After months of paring their demos down to Deerhoofian nuggets of melodic, harmonic, and rhythmic gold, Deerhoof spent their final pre-recording week in a rehearsal room near John’s house in Minneapolis. There, just before Bridavsky’s 42nd birthday, Bridavsky met the band face to face for the first time. “They sat me down and performed the entire album from beginning to end. I knew we were about to make an amazing record.

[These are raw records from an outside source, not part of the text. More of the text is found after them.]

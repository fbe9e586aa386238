use chrono::{DateTime, Utc};
use data_encoding::BASE32_NOPAD;

/// Data source of records created through the API.
pub const SYSTEM_DATA_SOURCE: &str = "system";

/// `<namespace>:<base32 millisecond timestamp>`.
///
/// The timestamp is packed as a big-endian u64 with leading zero bytes
/// stripped, base32 encoded without padding and lowercased.
pub fn generate_id(namespace: &str, at: DateTime<Utc>) -> String {
    let millis = at.timestamp_millis().max(0) as u64;
    let bytes = millis.to_be_bytes();
    let first = bytes.iter().position(|b| *b != 0).unwrap_or(bytes.len());
    let postfix = BASE32_NOPAD.encode(&bytes[first..]).to_ascii_lowercase();
    format!("{namespace}:{postfix}")
}
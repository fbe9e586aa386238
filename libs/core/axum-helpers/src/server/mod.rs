//! Router assembly, health endpoints and graceful shutdown.
//!
//! ```ignore
//! let router = create_router::<ApiDoc>(api_routes).await?;
//! let app = router.merge(health_router(app_info!()));
//! create_production_app(app, &config.server, Duration::from_secs(30), cleanup).await?;
//! ```

pub mod app;
pub mod health;
pub mod shutdown;

pub use app::{create_production_app, create_router};
pub use health::{HealthCheckFuture, HealthResponse, health_router, run_health_checks};
pub use shutdown::{ShutdownCoordinator, shutdown_signal};
#[cfg(test)]
mod tests {
    use super::*;
    use crate::models::{EventStatus, EventTime, Position, TextColumns};
    use chrono::TimeZone;
    use std::collections::BTreeMap;

    fn at(day: u32) -> DateTime<Utc> {
        Utc.with_ymd_and_hms(2024, 5, day, 12, 0, 0).unwrap()
    }

    fn new_event(id: &str, location: Option<&str>, keywords: &[&str]) -> NewEvent {
        NewEvent {
            id: id.into(),
            data_source: "system".into(),
            publisher: "org:1".into(),
            created_time: at(1),
            fields: EventFields {
                start_time: Some(Some(EventTime { at: at(10), has_time: true })),
                location: Some(location.map(str::to_string)),
                keywords: keywords.iter().map(|k| k.to_string()).collect(),
                ..Default::default()
            },
        }
    }

    fn place(id: &str, longitude: f64) -> Place {
        Place {
            id: id.into(),
            data_source: "tprek".into(),
            publisher: None,
            origin_id: None,
            position: Some(Position { longitude, latitude: 60.0 }),
            email: None,
            postal_code: None,
            last_modified_time: at(1),
            text: TextColumns::new().with("name", id),
        }
    }

    fn keyword(id: &str, name: &str) -> Keyword {
        Keyword {
            id: id.into(),
            data_source: id.split(':').next().unwrap_or_default().into(),
            origin_id: None,
            aggregate: false,
            last_modified_time: at(1),
            text: TextColumns::new().with("name", name),
        }
    }

    #[tokio::test]
    async fn test_create_and_get_event() {
        let store = InMemoryEventStore::new();

        let created = store.create_event(new_event("system:a", None, &[])).await.unwrap();
        assert_eq!(created.id, "system:a");

        let fetched = store.get_event("system:a").await.unwrap();
        assert_eq!(fetched, Some(created));

        let duplicate = store.create_event(new_event("system:a", None, &[])).await;
        assert!(duplicate.is_err());
    }

    #[tokio::test]
    async fn test_sub_events_are_derived() {
        let store = InMemoryEventStore::new();
        store.create_event(new_event("system:parent", None, &[])).await.unwrap();
        let mut child = new_event("system:child", None, &[]);
        child.fields.super_event = Some(Some("system:parent".into()));
        store.create_event(child).await.unwrap();

        let parent = store.get_event("system:parent").await.unwrap().unwrap();
        assert_eq!(parent.sub_events, vec!["system:child".to_string()]);
    }

    #[tokio::test]
    async fn test_delete_event_detaches_sub_events() {
        let store = InMemoryEventStore::new();
        store.create_event(new_event("system:parent", None, &[])).await.unwrap();
        let mut child = new_event("system:child", None, &[]);
        child.fields.super_event = Some(Some("system:parent".into()));
        store.create_event(child).await.unwrap();

        assert!(store.delete_event("system:parent").await.unwrap());
        assert!(store.get_event("system:parent").await.unwrap().is_none());
        let child = store.get_event("system:child").await.unwrap().unwrap();
        assert_eq!(child.super_event, None);

        assert!(!store.delete_event("system:parent").await.unwrap());
    }

    #[tokio::test]
    async fn test_update_event() {
        let store = InMemoryEventStore::new();
        store.create_event(new_event("system:a", Some("tprek:1"), &["yso:p1"])).await.unwrap();

        let updated = store
            .update_event(
                "system:a",
                EventFields {
                    text: BTreeMap::from([("name_en".to_string(), Some("Gig".to_string()))]),
                    ..Default::default()
                },
                at(2),
            )
            .await
            .unwrap();

        assert_eq!(updated.location.as_deref(), Some("tprek:1"));
        assert!(updated.keywords.is_empty());
        assert_eq!(updated.text.get("name_en"), Some("Gig"));
        assert_eq!(updated.last_modified_time, at(2));

        let missing = store.update_event("system:nope", EventFields::default(), at(2)).await;
        assert!(matches!(missing, Err(LinkedEventsError::NotFound { .. })));
    }

    #[tokio::test]
    async fn test_list_events_counts_before_paging() {
        let store = InMemoryEventStore::new();
        for n in 0..5 {
            store.create_event(new_event(&format!("system:{n}"), None, &[])).await.unwrap();
        }

        let (events, count) = store
            .list_events(&EventFilter::default(), &Pagination { page: 2, page_size: 2 })
            .await
            .unwrap();
        assert_eq!(count, 5);
        assert_eq!(events.len(), 2);
    }

    #[tokio::test]
    async fn test_used_places_and_keywords() {
        let store = InMemoryEventStore::new();
        store.insert_place(place("tprek:1", 24.9)).await;
        store.insert_place(place("tprek:2", 25.0)).await;
        store.insert_keyword(keyword("yso:p1", "Musiikki")).await;
        store.insert_keyword(keyword("yso:p2", "Teatteri")).await;
        store.create_event(new_event("system:a", Some("tprek:1"), &["yso:p1"])).await.unwrap();
        let mut cancelled = new_event("system:b", Some("tprek:2"), &["yso:p2"]);
        cancelled.fields.event_status = Some(EventStatus::EventCancelled);
        store.create_event(cancelled).await.unwrap();

        let used_by = EventFilter {
            data_source: Some("system".into()),
            ..Default::default()
        };
        let (places, count) = store
            .list_places(&PlaceQuery { used_by: Some(used_by.clone()) }, &Pagination::default())
            .await
            .unwrap();
        assert_eq!(count, 2);
        assert_eq!(places[0].id, "tprek:1");

        let (all, _) = store.list_places(&PlaceQuery::default(), &Pagination::default()).await.unwrap();
        assert_eq!(all.len(), 2);

        let query = KeywordQuery {
            used_by: Some(used_by),
            name_prefix: Some("Musi".into()),
            ..Default::default()
        };
        let (keywords, _) = store.list_keywords(&query, &Pagination::default()).await.unwrap();
        assert_eq!(keywords.iter().map(|k| k.id.as_str()).collect::<Vec<_>>(), ["yso:p1"]);
    }

    #[tokio::test]
    async fn test_organizations_of() {
        let store = InMemoryEventStore::new();
        let org = Organization {
            id: "org:1".into(),
            name: "City".into(),
            data_source: "system".into(),
        };
        store.insert_organization(org.clone(), &["alice", "bob"]).await;

        assert_eq!(store.organizations_of("alice").await.unwrap(), vec![org]);
        assert!(store.organizations_of("carol").await.unwrap().is_empty());
    }
}
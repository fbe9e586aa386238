use sea_orm::{ConnectionTrait, DatabaseBackend, DatabaseConnection, Statement};
use tracing::debug;

use crate::common::DatabaseError;

/// Readiness check: `SELECT 1` on a pooled connection.
pub async fn check_health(db: &DatabaseConnection) -> Result<(), DatabaseError> {
    let stmt = Statement::from_string(DatabaseBackend::Postgres, "SELECT 1".to_owned());
    db.query_one_raw(stmt)
        .await
        .map_err(|e| DatabaseError::HealthCheckFailed(format!("PostgreSQL: {e}")))?;

    debug!("PostgreSQL health check passed");
    Ok(())
}
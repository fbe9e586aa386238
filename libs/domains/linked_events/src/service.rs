use std::collections::HashMap;
use std::sync::Arc;

use chrono::{DateTime, Utc};
use chrono_tz::Tz;
use serde_json::Value;
use tracing::instrument;

use crate::auth::Authorization;
use crate::error::{LinkedEventsError, LinkedEventsResult};
use crate::filter::{self, EventFilter, param};
use crate::ids::{SYSTEM_DATA_SOURCE, generate_id};
use crate::jsonld::{JsonLdContext, JsonLdResource, Placement};
use crate::models::{Event, EventFields, Keyword, Language, NewEvent, Page, PageMeta, Pagination, Place};
use crate::repository::{EventStore, KeywordQuery, PlaceQuery};
use crate::search::{SearchIndex, SearchQuery, SerializerRegistry};
use crate::serializer::{ExpansionIds, Expansions, Renderer, parse_event_payload};
use crate::translation::LanguageSet;

/// Rendering and parsing settings shared by every request.
#[derive(Debug, Clone)]
pub struct ServiceSettings {
    pub languages: LanguageSet,
    pub time_zone: Tz,
    /// Public API root including the version segment, e.g. `https://api.example.org/v1`.
    pub base_url: String,
    pub camelcase: bool,
}

/// A created event and the URI it lives at.
#[derive(Debug, Clone, PartialEq)]
pub struct Created {
    pub location: String,
    pub body: Value,
}

/// Service layer for the events directory
pub struct LinkedEventsService<S: EventStore> {
    store: Arc<S>,
    search: Arc<dyn SearchIndex>,
    registry: SerializerRegistry,
    settings: Arc<ServiceSettings>,
}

We went back to John’s where he prepared the most delightful fresh-baked pizza and apple pie followed by an a capella rendition of ‘Happy Birthday’. We hadn’t even made it to the studio yet, and this was already one of the best sessions I’d ever been a part of.”
Arriving in Winnipeg the next day, Deerhoof picked out guitars, drums and amps from the studio’s collection, Satomi chose the room where she most liked the sound of her voice, and Greg selected which of the studio’s three pianos he preferred for the album’s piano ballads.1 Five days later they had finished tracking Miracle-Level a day ahead of schedule.2 The fateful moment for mixing had arrived. “We’d reached a level of mutual trust where the band was comfortable with me mixing alone. I’d send them away and when I felt a mix was ready, I’d call them back into the control room to listen. The look of excitement and accomplishment on everyone’s faces is something I’ll never forget. Satomi, Ed, John and Greg tried something different on this record, and the result is Deerhoof at their most sparse and vulnerable.”
The brave record they walked out with at the end of two weeks is often unexpectedly sotto voce, a drama term referring to emphasis attained by lowering one’s voice. Miracle-Level is an avant-garde, anti-fascist carnival, its spicy surprises whispered conspiratorially, and lit by candlelight. Sit down, let me tell you a story celebrating the infinite small wonders of existence… the miracles that spontaneously present themselves when we’re not distracted by the tribalism and manipulation of our death-driven masters… the miracles that Artificial Intelligence will never replicate. Deerhoof speak in a secret code in which hooks abound, genre is nonexistent, and magic ever awaits us.
1 He liked the cheap upright with the special felt mute.
2 This band so used to their tiny home-recording setups could not resist lavishing an entire day on John’s unique vision for the guitar sound. Explains Bridavsky, “This seemingly overcomplicated setup, which turned out to be the defining sound of the record, involved John and Ed playing semi-hollow body guitars in an isolated room, with each guitar split into three separate signals: one through their pedals into an amplifier; one from dedicated microphone pointed at the guitar, run into a second amplifier, and one that summed both of the guitars’ direct outputs into a fifth, highly distorted amplifier that combined both guitar signals.”